「嘘だ…嘘だ…う、そ…だ…」
譫言のようにそう繰り返した浅間の身体は、意識という支えをなくして倒れる「う…そ…」


「浅間さん…大丈夫ですかね…」
現場で倒れた浅間を介抱していた部下が、水を張った桶を抱えたまま耕介に尋ねる。耕介はただ「あぁ…」と返す事しか出来なかった。
診た医師の話では『急激な精神的ストレス』らしい。
精神的ストレス…あの遺体を見た事が原因だろうな…
耕介は1つ息を吐き、浅間の眠る仮眠室へ向かった。
キィと哀しげな声を上げて扉は開く。暗い室内に入口から一筋の光。浅間の瞼は優しく、時折苦しそうに閉じられている。
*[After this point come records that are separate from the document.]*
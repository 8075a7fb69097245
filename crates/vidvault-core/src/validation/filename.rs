//! Upload filename checks: extension allow-list, content-type lookup and sanitization.

/// Extensions accepted for upload, lower-case.
pub const ALLOWED_EXTENSIONS: [&str; 5] = ["mp4", "mov", "avi", "mkv", "webm"];

/// Content-type used when an extension has no known mapping.
pub const DEFAULT_CONTENT_TYPE: &str = "application/octet-stream";

const MAX_FILENAME_LENGTH: usize = 255;

/// Lower-cased suffix after the last dot, if any.
pub fn extension(filename: &str) -> Option<String> {
    filename
        .rsplit_once('.')
        .map(|(_, ext)| ext.to_lowercase())
}

/// Whether `filename` carries one of the allowed video extensions (any case).
pub fn is_allowed(filename: &str) -> bool {
    extension(filename)
        .map(|ext| ALLOWED_EXTENSIONS.contains(&ext.as_str()))
        .unwrap_or(false)
}

/// MIME type for the file's extension, falling back to [`DEFAULT_CONTENT_TYPE`].
pub fn content_type_for(filename: &str) -> &'static str {
    match extension(filename).as_deref() {
        Some("mp4") => "video/mp4",
        Some("mov") => "video/quicktime",
        Some("avi") => "video/x-msvideo",
        Some("mkv") => "video/x-matroska",
        Some("webm") => "video/webm",
        _ => DEFAULT_CONTENT_TYPE,
    }
}

/// Human-readable list used in rejection messages, e.g. "MP4, MOV, AVI, MKV, WEBM".
pub fn allowed_extensions_label() -> String {
    ALLOWED_EXTENSIONS
        .iter()
        .map(|ext| ext.to_uppercase())
        .collect::<Vec<_>>()
        .join(", ")
}

/// Sanitize a client-supplied filename for use as metadata.
///
/// Directory components (either separator) are dropped, anything outside
/// `[A-Za-z0-9._-]` becomes `_`, and leading dots are stripped so the result can never
/// name a hidden file or a parent directory. An alphanumeric extension survives: long
/// names are shortened in the stem, and a name with no usable stem becomes `file.{ext}`.
/// Returns `"file"` when nothing usable is left. The result is never used as a storage key.
pub fn sanitize(filename: &str) -> String {
    let basename = filename
        .rsplit(['/', '\\'])
        .next()
        .unwrap_or(filename);

    let cleaned: String = basename
        .chars()
        .map(|c| {
            if c.is_ascii_alphanumeric() || c == '.' || c == '-' || c == '_' {
                c
            } else {
                '_'
            }
        })
        .collect();

    let (stem, ext) = match cleaned.rsplit_once('.') {
        Some((stem, ext))
            if !ext.is_empty()
                && ext.len() < MAX_FILENAME_LENGTH / 2
                && ext.chars().all(|c| c.is_ascii_alphanumeric()) =>
        {
            (stem, Some(ext))
        }
        _ => (cleaned.as_str(), None),
    };

    let stem = stem.trim_start_matches('.');
    let stem = if stem.trim_matches(['_', '.']).is_empty() {
        "file"
    } else {
        stem
    };

    // `cleaned` is ASCII, so byte and char lengths agree
    match ext {
        Some(ext) => {
            let budget = MAX_FILENAME_LENGTH - ext.len() - 1;
            format!("{}.{}", &stem[..stem.len().min(budget)], ext)
        }
        None => stem[..stem.len().min(MAX_FILENAME_LENGTH)].to_string(),
    }
}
耕介は浅間を起こさないように近くの椅子に腰掛けた「浅間…」
「どうしたんだ…被害者と何があったんだ…」
返答を望まない問いかけだったが、浅間はゆっくりと瞼を開いた。
「気がついたか?」
「や、八坂さん…俺…」
「現場で倒れたんだよ」
ほっと優しく微笑んだのも束の間、耕介は表情を真剣なものへと切り替える。
「浅間…話せるか?」
耕介の少ない問いに、視線を天井へ向けた浅間はそっと目を閉じ、辛い過去を思い出すように眉を曇らせた。